A Treachery of Spies
by Manda Scott
2018
An elderly woman is murdered in Orléans in the manner of a Resistance traitor. To solve the case, Inès Picaut must unravel a wartime web of betrayal that powerful people still want buried.
Series background & context
The Capitaine Inés Picaut books sit in a very interesting place between police procedural, historical thriller and spy fiction. On the surface, Inés is a French police officer working present-day cases. In practice, every investigation pulls buried history back into the open.
In Into The Fire, she is called to Orléans after a string of arson attacks ends with a body in the flames. The case leads her toward myths and politics around Joan of Arc, and Scott uses the city itself, with its layers of memory and public story, as part of the mystery. In A Treachery of Spies, the trigger is even more direct: an elderly woman is murdered in a way that points back to the French Resistance and the Second World War.
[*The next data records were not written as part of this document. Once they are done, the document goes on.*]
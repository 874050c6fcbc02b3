use std::sync::LazyLock;

use serde::{Deserialize, Serialize};

/// One commit-type classification rule of a changelog preset.
#[derive(Debug, Clone, PartialEq, Eq, Serialize, Deserialize)]
pub struct TypeSection {
    #[serde(rename = "type")]
    pub commit_type: String,
    pub section: String,
    #[serde(skip_serializing_if = "Option::is_none")]
    pub hidden: Option<bool>,
}

/// Changelog section mapping for a preset.
#[derive(Debug, Clone, PartialEq, Eq, Serialize, Deserialize)]
pub struct PresetConfig {
    pub types: Vec<TypeSection>,
}

fn section(commit_type: &str, section: &str) -> TypeSection {
    TypeSection {
        commit_type: commit_type.to_string(),
        section: section.to_string(),
        hidden: None,
    }
}

fn hidden_section(commit_type: &str, name: &str) -> TypeSection {
    TypeSection {
        hidden: Some(true),
        ..section(commit_type, name)
    }
}

static CONVENTIONAL_COMMITS: LazyLock<PresetConfig> = LazyLock::new(|| PresetConfig {
    types: vec![
        section("feat", "Features"),
        section("fix", "Bug Fixes"),
        section("perf", "Performance Improvements"),
        section("refactor", "Code Refactoring"),
        section("revert", "Reverts"),
        hidden_section("docs", "Documentation"),
        hidden_section("test", "Tests"),
        hidden_section("ci", "Continuous Integration"),
        hidden_section("chore", "Chores"),
        hidden_section("style", "Styles"),
        hidden_section("build", "Build System"),
    ],
});

/// Looks up the bundled section mapping for a preset name.
#[must_use]
pub fn preset_config(preset: &str) -> Option<&'static PresetConfig> {
    match preset {
        "conventionalcommits" => Some(&CONVENTIONAL_COMMITS),
        _ => None,
    }
}
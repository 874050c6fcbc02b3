use std::sync::LazyLock;

use serde::{Deserialize, Serialize};

#[derive(Debug, Clone, Copy, PartialEq, Eq, Serialize, Deserialize)]
#[serde(rename_all = "lowercase")]
pub enum BumpLevel {
    Major,
    Minor,
    Patch,
}

/// Release action for a commit type: bump at some level, or skip the commit.
///
/// Serializes as the bump level string (`"minor"`) or the literal `false`,
/// matching the wire format the engine's commit analyzer expects.
#[derive(Debug, Clone, Copy, PartialEq, Eq, Serialize, Deserialize)]
#[serde(untagged)]
pub enum ReleaseAction {
    Bump(BumpLevel),
    Skip(bool),
}

impl ReleaseAction {
    pub const SKIP: Self = Self::Skip(false);

    #[must_use]
    pub fn is_skip(&self) -> bool {
        matches!(self, Self::Skip(_))
    }
}

/// Semantic bump rule for one commit type.
#[derive(Debug, Clone, PartialEq, Eq, Serialize, Deserialize)]
pub struct ReleaseRule {
    #[serde(rename = "type")]
    pub commit_type: String,
    pub release: ReleaseAction,
}

fn rule(commit_type: &str, release: ReleaseAction) -> ReleaseRule {
    ReleaseRule {
        commit_type: commit_type.to_string(),
        release,
    }
}

static CONVENTIONAL_COMMITS: LazyLock<Vec<ReleaseRule>> = LazyLock::new(|| {
    vec![
        rule("feat", ReleaseAction::Bump(BumpLevel::Minor)),
        rule("fix", ReleaseAction::Bump(BumpLevel::Patch)),
        rule("perf", ReleaseAction::Bump(BumpLevel::Patch)),
        rule("refactor", ReleaseAction::Bump(BumpLevel::Patch)),
        rule("revert", ReleaseAction::Bump(BumpLevel::Patch)),
        rule("BREAKING CHANGE", ReleaseAction::Bump(BumpLevel::Major)),
        rule("chore", ReleaseAction::Bump(BumpLevel::Minor)),
        rule("docs", ReleaseAction::SKIP),
        rule("style", ReleaseAction::SKIP),
        rule("test", ReleaseAction::SKIP),
        rule("ci", ReleaseAction::SKIP),
        rule("build", ReleaseAction::SKIP),
    ]
});

/// Looks up the bundled bump rules for a preset name.
#[must_use]
pub fn release_rules(preset: &str) -> Option<&'static [ReleaseRule]> {
    match preset {
        "conventionalcommits" => Some(&CONVENTIONAL_COMMITS),
        _ => None,
    }
}

#[cfg(test)]
mod tests {
    use super::*;
    use serde_json::json;

    fn rule_for<'a>(rules: &'a [ReleaseRule], commit_type: &str) -> &'a ReleaseRule {
        rules
            .iter()
            .find(|r| r.commit_type == commit_type)
            .unwrap_or_else(|| panic!("no rule for '{commit_type}'"))
    }

    #[test]
    fn conventionalcommits_bump_levels() {
        let rules = release_rules("conventionalcommits").expect("bundled preset");

        assert_eq!(
            rule_for(rules, "feat").release,
            ReleaseAction::Bump(BumpLevel::Minor)
        );
        assert_eq!(
            rule_for(rules, "fix").release,
            ReleaseAction::Bump(BumpLevel::Patch)
        );
        assert_eq!(
            rule_for(rules, "BREAKING CHANGE").release,
            ReleaseAction::Bump(BumpLevel::Major)
        );
    }

    #[test]
    fn conventionalcommits_skips_docs() {
        let rules = release_rules("conventionalcommits").expect("bundled preset");

        assert!(rule_for(rules, "docs").release.is_skip());
        assert!(rule_for(rules, "ci").release.is_skip());
    }

    #[test]
    fn unknown_preset_returns_none() {
        assert!(release_rules("angular").is_none());
    }

    #[test]
    fn skip_serializes_as_false() {
        let rules = release_rules("conventionalcommits").expect("bundled preset");

        let value = serde_json::to_value(rules).expect("should serialize");
        let entries = value.as_array().expect("rules array");

        assert!(entries.contains(&json!({ "type": "feat", "release": "minor" })));
        assert!(entries.contains(&json!({ "type": "docs", "release": false })));
    }

    #[test]
    fn release_action_round_trips() {
        let minor: ReleaseAction = serde_json::from_value(json!("minor")).expect("should parse");
        let skip: ReleaseAction = serde_json::from_value(json!(false)).expect("should parse");

        assert_eq!(minor, ReleaseAction::Bump(BumpLevel::Minor));
        assert_eq!(skip, ReleaseAction::SKIP);
    }
}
The past is never really past here.
That is the key to the whole series. These books are built on the idea that old secrets do not stay buried just because official history says they should. Inés and her team have to investigate in the present while learning how earlier lives, loyalties and betrayals still shape what people will do now. The result is not just a whodunit, but a story about memory, power and who gets to control the version of events that survives.
Orléans is a strong setting for that kind of story. It carries Joan of Arc in one direction and the wartime occupation in another, so the city already feels charged with inheritance. Scott makes good use of that. The cases are not generic crimes that could happen anywhere. They belong to this place, and to the French history that keeps pressing in on the living.
Inés herself is steady, intelligent and persistent, and the books give room to the people around her as well. The tone is serious and tense, but not cold. Scott likes big questions, about myth, truth, resistance and the uses of violence, yet she keeps the cases moving. If you enjoy thrillers that braid modern detection with a fully realised historical storyline, this series does that very well.
The shorter A Vengeance of Spies works well as a companion piece, because it pushes further into the wartime shadows that feed A Treachery of Spies. Taken together, these books read like crime novels with a very long memory.